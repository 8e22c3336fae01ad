//! Core domain types for Pulse.
//!
//! This crate contains pure domain types with no IO, no async, and minimal dependencies.
//! Everything here can be used from any layer of the application.

use std::collections::BTreeMap;
use std::collections::btree_map;
use std::fmt;
use std::time::Duration;

use chrono::{DateTime, Utc};
use serde::{Deserialize, Serialize};
use thiserror::Error;
use url::Url;

// ============================================================================
// Host
// ============================================================================

/// A probe target: a hostname, optionally with a `:port` suffix.
///
/// Surrounding whitespace is trimmed; empty names are rejected, as is anything
/// that would not parse as the authority of a URL on its own (a scheme, path,
/// query, fragment, or userinfo).
#[derive(Debug, Clone, PartialEq, Eq, PartialOrd, Ord, Hash, Serialize, Deserialize)]
#[serde(try_from = "String", into = "String")]
pub struct Host(String);

#[derive(Debug, Error, PartialEq, Eq)]
pub enum HostError {
    #[error("host must not be empty")]
    Empty,
    #[error("host {0:?} must be a bare hostname with an optional port")]
    Malformed(String),
}

impl Host {
    pub fn new(value: impl Into<String>) -> Result<Self, HostError> {
        let value = value.into();
        let trimmed = value.trim();
        if trimmed.is_empty() {
            return Err(HostError::Empty);
        }
        if trimmed.contains(char::is_whitespace)
            || trimmed.contains('/')
            || !is_authority(trimmed)
        {
            return Err(HostError::Malformed(trimmed.to_string()));
        }
        Ok(Self(trimmed.to_string()))
    }

    #[must_use]
    pub fn as_str(&self) -> &str {
        &self.0
    }
}

/// `host[:port]` and nothing else once placed after `http://`.
fn is_authority(value: &str) -> bool {
    Url::parse(&format!("http://{value}")).is_ok_and(|url| {
        url.host_str().is_some()
            && url.path() == "/"
            && url.query().is_none()
            && url.fragment().is_none()
            && url.username().is_empty()
            && url.password().is_none()
    })
}

impl TryFrom<String> for Host {
    type Error = HostError;

    fn try_from(value: String) -> Result<Self, Self::Error> {
        Self::new(value)
    }
}

impl TryFrom<&str> for Host {
    type Error = HostError;

    fn try_from(value: &str) -> Result<Self, Self::Error> {
        Self::new(value)
    }
}

impl From<Host> for String {
    fn from(value: Host) -> Self {
        value.0
    }
}

impl AsRef<str> for Host {
    fn as_ref(&self) -> &str {
        self.as_str()
    }
}

impl fmt::Display for Host {
    fn fmt(&self, f: &mut fmt::Formatter<'_>) -> fmt::Result {
        f.write_str(&self.0)
    }
}

// ============================================================================
// Credential
// ============================================================================

/// Opaque bearer token used against the auth and telemetry endpoints.
///
/// Debug output is redacted to prevent credential disclosure in logs or
/// error messages. Validity is unknown until the token manager checks it.
#[derive(Clone, PartialEq, Eq)]
pub struct Credential(String);

impl Credential {
    #[must_use]
    pub fn new(token: impl Into<String>) -> Self {
        Self(token.into())
    }

    #[must_use]
    pub fn as_str(&self) -> &str {
        &self.0
    }

    #[must_use]
    pub fn is_empty(&self) -> bool {
        self.0.trim().is_empty()
    }

    /// Value for an `Authorization` header.
    #[must_use]
    pub fn bearer(&self) -> String {
        format!("Bearer {}", self.0)
    }
}

impl fmt::Debug for Credential {
    fn fmt(&self, f: &mut fmt::Formatter<'_>) -> fmt::Result {
        if self.is_empty() {
            write!(f, "Credential(<empty>)")
        } else {
            write!(f, "Credential(<redacted>)")
        }
    }
}

// ============================================================================
// Probe results
// ============================================================================

/// Status code recorded when a host produced no HTTP response.
pub const NO_RESPONSE: u16 = 0;

/// The recorded result of probing one host once.
#[derive(Debug, Clone, PartialEq, Eq, Serialize, Deserialize)]
pub struct ProbeOutcome {
    pub host: Host,
    /// HTTP status, or [`NO_RESPONSE`] for timeouts and transport failures.
    pub status_code: u16,
    pub latency_ms: u64,
    pub observed_at: DateTime<Utc>,
}

impl ProbeOutcome {
    #[must_use]
    pub fn new(host: Host, status_code: u16, latency: Duration, observed_at: DateTime<Utc>) -> Self {
        Self {
            host,
            status_code,
            latency_ms: u64::try_from(latency.as_millis()).unwrap_or(u64::MAX),
            observed_at,
        }
    }

    #[must_use]
    pub fn responded(&self) -> bool {
        self.status_code != NO_RESPONSE
    }

    #[must_use]
    pub fn is_success(&self) -> bool {
        (200..300).contains(&self.status_code)
    }
}

/// All outcomes of one run, keyed by host.
///
/// Iteration is ordered by host name so aggregation is deterministic
/// regardless of the order in which concurrent probes complete.
#[derive(Debug, Clone, Default, PartialEq, Eq, Serialize, Deserialize)]
#[serde(transparent)]
pub struct ResultSet(BTreeMap<Host, ProbeOutcome>);

impl ResultSet {
    #[must_use]
    pub fn new() -> Self {
        Self::default()
    }

    /// Insert an outcome, replacing any previous outcome for the same host.
    pub fn insert(&mut self, outcome: ProbeOutcome) -> Option<ProbeOutcome> {
        self.0.insert(outcome.host.clone(), outcome)
    }

    /// Merge a batch of outcomes into the set.
    pub fn merge(&mut self, batch: impl IntoIterator<Item = ProbeOutcome>) {
        for outcome in batch {
            self.insert(outcome);
        }
    }

    #[must_use]
    pub fn get(&self, host: &Host) -> Option<&ProbeOutcome> {
        self.0.get(host)
    }

    #[must_use]
    pub fn len(&self) -> usize {
        self.0.len()
    }

    #[must_use]
    pub fn is_empty(&self) -> bool {
        self.0.is_empty()
    }

    pub fn iter(&self) -> impl Iterator<Item = &ProbeOutcome> {
        self.0.values()
    }

    /// Number of outcomes with a 2xx status.
    #[must_use]
    pub fn success_count(&self) -> usize {
        self.iter().filter(|outcome| outcome.is_success()).count()
    }
}

impl IntoIterator for ResultSet {
    type Item = ProbeOutcome;
    type IntoIter = btree_map::IntoValues<Host, ProbeOutcome>;

    fn into_iter(self) -> Self::IntoIter {
        self.0.into_values()
    }
}

impl FromIterator<ProbeOutcome> for ResultSet {
    fn from_iter<I: IntoIterator<Item = ProbeOutcome>>(iter: I) -> Self {
        let mut set = Self::new();
        set.merge(iter);
        set
    }
}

⁂

◆ **ACTIVITY**:
Lines of the listing above that contain the word "ResultSet" must all be copied.

◆ **REPLY**:
pub struct ResultSet(BTreeMap<Host, ProbeOutcome>);
impl ResultSet {
impl IntoIterator for ResultSet {
impl FromIterator<ProbeOutcome> for ResultSet {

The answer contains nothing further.